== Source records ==
>>>

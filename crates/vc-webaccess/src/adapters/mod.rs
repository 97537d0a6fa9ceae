//! Host adapters.

pub mod memory;

pub use memory::{ConsoleAction, InMemoryConsole};
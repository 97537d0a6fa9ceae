//! Integration flows across the gateway's modules.

pub mod channel_flows;
pub mod http_flows;
//! Network interface records edited from the system page.

use serde::{Deserialize, Serialize};

/// Addressing method of an interface stanza.
#[derive(Debug, Clone, PartialEq, Eq, Serialize, Deserialize)]
pub enum AddressMode {
    Dhcp,
    Static {
        address: String,
        netmask: String,
        gateway: String,
    },
}

impl AddressMode {
    pub fn is_static(&self) -> bool {
        matches!(self, AddressMode::Static { .. })
    }

    /// A static mode is writable only with every field filled in
    pub fn is_complete(&self) -> bool {
        match self {
            AddressMode::Dhcp => true,
            AddressMode::Static {
                address,
                netmask,
                gateway,
            } => !address.is_empty() && !netmask.is_empty() && !gateway.is_empty(),
        }
    }
}

/// One `iface` stanza of the interfaces file.
#[derive(Debug, Clone, PartialEq, Eq, Serialize, Deserialize)]
pub struct InterfaceRecord {
    pub name: String,
    pub is_static: bool,
    pub address: String,
    pub netmask: String,
    pub gateway: String,
}

impl InterfaceRecord {
    pub fn dhcp(name: impl Into<String>) -> Self {
        Self {
            name: name.into(),
            is_static: false,
            address: String::new(),
            netmask: String::new(),
            gateway: String::new(),
        }
    }

    pub fn with_static(
        name: impl Into<String>,
        address: impl Into<String>,
        netmask: impl Into<String>,
        gateway: impl Into<String>,
    ) -> Self {
        Self {
            name: name.into(),
            is_static: true,
            address: address.into(),
            netmask: netmask.into(),
            gateway: gateway.into(),
        }
    }

    pub fn mode(&self) -> AddressMode {
        if self.is_static {
            AddressMode::Static {
                address: self.address.clone(),
                netmask: self.netmask.clone(),
                gateway: self.gateway.clone(),
            }
        } else {
            AddressMode::Dhcp
        }
    }

    /// Replace addressing. DHCP clears the address fields.
    pub fn apply(&mut self, mode: AddressMode) {
        match mode {
            AddressMode::Dhcp => {
                self.is_static = false;
                self.address.clear();
                self.netmask.clear();
                self.gateway.clear();
            }
            AddressMode::Static {
                address,
                netmask,
                gateway,
            } => {
                self.is_static = true;
                self.address = address;
                self.netmask = netmask;
                self.gateway = gateway;
            }
        }
    }
}

#[cfg(test)]
mod tests {
    use super::*;

    #[test]
    fn test_apply_modes() {
        let mut rec = InterfaceRecord::dhcp("eth0");
        rec.apply(AddressMode::Static {
            address: "10.0.0.5".into(),
            netmask: "255.255.255.0".into(),
            gateway: "10.0.0.1".into(),
        });
        assert!(rec.is_static);
        assert!(rec.mode().is_complete());

        rec.apply(AddressMode::Dhcp);
        assert_eq!(rec, InterfaceRecord::dhcp("eth0"));
    }

    #[test]
    fn test_incomplete_static() {
        let mode = AddressMode::Static {
            address: "10.0.0.5".into(),
            netmask: String::new(),
            gateway: "10.0.0.1".into(),
        };
        assert!(!mode.is_complete());
        assert!(AddressMode::Dhcp.is_complete());
    }
}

<<<

== DIRECTIONS ==
Line count for the word "impl": tally the lines of the records above that hold it and give only that figure.

== ANSWER SPACE ==
7